Sarah Palin y el Tea Party representan a esa mayoría moral históricamente formada por la clase media americana, de religión evangélical[4], conservadora en temas de moral, refractaria a la inmigración, fundamentalista en temas religiosos, defensora a ultranza del derecho a disponer de armas para la defensa personal[5] y, simultáneamente, identificada con lo que en la macro-manifestación de Washington se ha definido como Devolver a América su honor, proclamando una mayor intervención de la fe cristiana en los temas del Estado.

La malversación más escandalosa del lenguaje y la obscenidad más indecorosa de todo lo dicho en la concentración fueron lo esgrimido por Palin en su discurso, arrogándose como propio el legado de lucha por los derechos civiles de Martin Luther King, actitud que fue contestada como se merecía por los seguidores de Luther King, encabezados por su propio hijo, en una abultada contramanifestación.

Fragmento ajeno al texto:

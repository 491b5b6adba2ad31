//! Java AST for generated clients.
//!
//! Types reuse [`TypeRef`]; everything else is the small subset of Java the
//! generator needs: one class with fields, constructors and methods made of
//! local declarations, call chains, returns and for-each loops.

use crate::typeref::TypeRef;

/// Canonical pieces of a class name, e.g. `com.acme` + `[Outer, Inner]`.
#[derive(Debug, Clone, PartialEq, Eq, Hash, PartialOrd, Ord)]
pub struct ClassName {
    /// Dotted package, empty for the default package.
    pub package: String,
    /// Outermost class first.
    pub simple_names: Vec<String>,
}

impl ClassName {
    /// Split a binary name (`com.acme.Outer$Inner`).
    pub fn from_binary(name: &str) -> Self {
        let (package, simple) = name.rsplit_once('.').unwrap_or(("", name));
        Self {
            package: package.to_string(),
            simple_names: simple.split('$').map(str::to_string).collect(),
        }
    }

    /// Name of the outermost class, the one an import refers to.
    pub fn top_level(&self) -> &str {
        self.simple_names.first().map_or("", String::as_str)
    }

    /// Source spelling relative to an import of the top-level class.
    pub fn nested_path(&self) -> String {
        self.simple_names.join(".")
    }

    /// Fully qualified source spelling.
    pub fn canonical(&self) -> String {
        if self.package.is_empty() {
            self.nested_path()
        } else {
            format!("{}.{}", self.package, self.nested_path())
        }
    }

    /// Fully qualified name of the top-level class.
    pub fn top_level_canonical(&self) -> String {
        if self.package.is_empty() {
            self.top_level().to_string()
        } else {
            format!("{}.{}", self.package, self.top_level())
        }
    }
}

/// One `.name(args)` step of a call chain.
#[derive(Debug, Clone, PartialEq, Eq)]
pub struct Step {
    /// Method name.
    pub name: String,
    /// Call arguments.
    pub args: Vec<JavaExpr>,
}

impl Step {
    /// Step calling `name` with `args`.
    pub fn new(name: impl Into<String>, args: Vec<JavaExpr>) -> Self {
        Self {
            name: name.into(),
            args,
        }
    }
}

/// Java expression
#[derive(Debug, Clone, PartialEq, Eq)]
pub enum JavaExpr {
    /// Local, parameter or field: `entity`
    Ident(String),
    /// String literal: `"application/json"`
    Str(String),
    /// Keyword or numeric literal: `null`, `false`, `0`
    Literal(String),
    /// Class literal: `Item.class`
    ClassLiteral(TypeRef),
    /// Anonymous type capture: `new GenericType<List<Item>>(){}`
    GenericCapture(TypeRef),
    /// Instance creation: `new Form(mmap)`
    New {
        /// Instantiated type.
        ty: TypeRef,
        /// Constructor arguments.
        args: Vec<JavaExpr>,
    },
    /// Static call: `Long.toString(count)`
    StaticCall {
        /// Class declaring the method.
        owner: TypeRef,
        /// Method name.
        name: String,
        /// Call arguments.
        args: Vec<JavaExpr>,
    },
    /// Single method call kept on one line: `bean.getId()`
    Call {
        /// Object the method is called on.
        receiver: Box<JavaExpr>,
        /// Method name.
        name: String,
        /// Call arguments.
        args: Vec<JavaExpr>,
    },
    /// Field read: `bean.id`
    Field {
        /// Object owning the field.
        receiver: Box<JavaExpr>,
        /// Field name.
        name: String,
    },
    /// Fluent call chain, wrapped before every step after the first.
    Chain {
        /// Start of the chain.
        receiver: Box<JavaExpr>,
        /// Calls in order.
        steps: Vec<Step>,
    },
    /// `x != null ? x.toString() : null`
    NullSafeToString(Box<JavaExpr>),
}

impl JavaExpr {
    /// Identifier expression.
    pub fn ident(name: impl Into<String>) -> Self {
        JavaExpr::Ident(name.into())
    }

    /// String literal; escaped on emission.
    pub fn str(value: impl Into<String>) -> Self {
        JavaExpr::Str(value.into())
    }

    /// Instance method call.
    pub fn call(receiver: JavaExpr, name: impl Into<String>, args: Vec<JavaExpr>) -> Self {
        JavaExpr::Call {
            receiver: Box::new(receiver),
            name: name.into(),
            args,
        }
    }

    /// Static call on the class named `owner`.
    pub fn static_call(owner: &str, name: impl Into<String>, args: Vec<JavaExpr>) -> Self {
        JavaExpr::StaticCall {
            owner: TypeRef::class(owner),
            name: name.into(),
            args,
        }
    }
}

/// Java statement
#[derive(Debug, Clone, PartialEq, Eq)]
pub enum JavaStmt {
    /// `Type name = init;`
    Local {
        /// Declared type.
        ty: TypeRef,
        /// Variable name.
        name: String,
        /// Initializer.
        init: JavaExpr,
    },
    /// `target = value;`
    Assign {
        /// Assigned field or local.
        target: String,
        /// New value.
        value: JavaExpr,
    },
    /// `expr;`
    Expr(JavaExpr),
    /// `return expr;`
    Return(JavaExpr),
    /// `for (Type var : iterable) { body }`
    ForEach {
        /// Element type.
        ty: TypeRef,
        /// Loop variable.
        var: String,
        /// Collection iterated over.
        iterable: JavaExpr,
        /// Loop body.
        body: Vec<JavaStmt>,
    },
}

/// Declaration modifiers the generated code uses.
#[derive(Debug, Clone, Copy, PartialEq, Eq)]
pub enum Modifier {
    /// `public`
    Public,
    /// `private`
    Private,
    /// `final`
    Final,
}

impl Modifier {
    /// Source keyword.
    pub fn keyword(self) -> &'static str {
        match self {
            Modifier::Public => "public",
            Modifier::Private => "private",
            Modifier::Final => "final",
        }
    }
}

/// Method or constructor parameter.
#[derive(Debug, Clone, PartialEq, Eq)]
pub struct JavaParam {
    /// Declared type.
    pub ty: TypeRef,
    /// Parameter name.
    pub name: String,
}

/// Field declaration without initializer.
#[derive(Debug, Clone, PartialEq, Eq)]
pub struct JavaField {
    /// Modifiers in source order.
    pub modifiers: Vec<Modifier>,
    /// Declared type.
    pub ty: TypeRef,
    /// Field name.
    pub name: String,
}

/// Constructor of the enclosing [`TypeSpec`].
#[derive(Debug, Clone, PartialEq, Eq)]
pub struct JavaConstructor {
    /// Modifiers in source order.
    pub modifiers: Vec<Modifier>,
    /// Parameters in order.
    pub params: Vec<JavaParam>,
    /// Statements in order.
    pub body: Vec<JavaStmt>,
}

/// Method declaration with a body.
#[derive(Debug, Clone, PartialEq, Eq)]
pub struct JavaMethod {
    /// Qualified annotation type names, e.g. `java.lang.Override`.
    pub annotations: Vec<String>,
    /// Modifiers in source order.
    pub modifiers: Vec<Modifier>,
    /// Declared return type.
    pub return_type: TypeRef,
    /// Method name.
    pub name: String,
    /// Parameters in order.
    pub params: Vec<JavaParam>,
    /// Statements in order.
    pub body: Vec<JavaStmt>,
}

/// A top-level class declaration.
#[derive(Debug, Clone, PartialEq, Eq)]
pub struct TypeSpec {
    /// Class modifiers.
    pub modifiers: Vec<Modifier>,
    /// Simple class name.
    pub name: String,
    /// Implemented interfaces.
    pub superinterfaces: Vec<TypeRef>,
    /// Fields, emitted first.
    pub fields: Vec<JavaField>,
    /// Constructors, emitted after the fields.
    pub constructors: Vec<JavaConstructor>,
    /// Methods, emitted last.
    pub methods: Vec<JavaMethod>,
}

/// One generated compilation unit.
#[derive(Debug, Clone, PartialEq, Eq)]
pub struct JavaFile {
    /// Package declaration; empty for the default package.
    pub package: String,
    /// The single class in the file.
    pub type_spec: TypeSpec,
}

impl JavaFile {
    /// `com/acme/ItemsClient.java` for package `com.acme`.
    pub fn relative_path(&self) -> std::path::PathBuf {
        let mut path: std::path::PathBuf = self
            .package
            .split('.')
            .filter(|part| !part.is_empty())
            .collect();
        path.push(format!("{}.java", self.type_spec.name));
        path
    }
}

El reverendo Al Sharpton, líder de la marcha de los derechos civiles, se mostró indignado por «la provocación» que, según él, ha supuesto el masivo encuentro conservador. Sin embargo, pidió a sus activistas que mantuvieran «la sonrisa» y no respondieran a posibles insultos o ataques.

No debemos perder de vista que los Estados Unidos es un país en el que la religión tiene un papel preponderante, forma parte de su cultura, no sólo por el hecho de que en su suelo convivan creyentes de prácticamente todas las religiones del mundo, sino por el arraigo histórico de la presencia protestante y, sobre todo, por el valor de primera magnitud que se da la Biblia. Debemos tener en cuenta que, según las encuestas, se trata del país en el que existe mayor número de lectores de este libro tenido por sagrado por más de dos mil millones de seres humanos, y es el país, seguido por Irlanda, en el que  más importancia se da a la religión. Según las encuestas, el 41% de los ciudadanos estadounidenses dice asistir regularmente a los servicios religiosos de sus respectivas confesiones, mientras que en el Reino Unido es un 15% y en Francia un 7%; en España se barajan cifras muy contradictorias, según sea la procedencia de las fuentes que se utilicen, desde el 11 hasta el 35 por 100.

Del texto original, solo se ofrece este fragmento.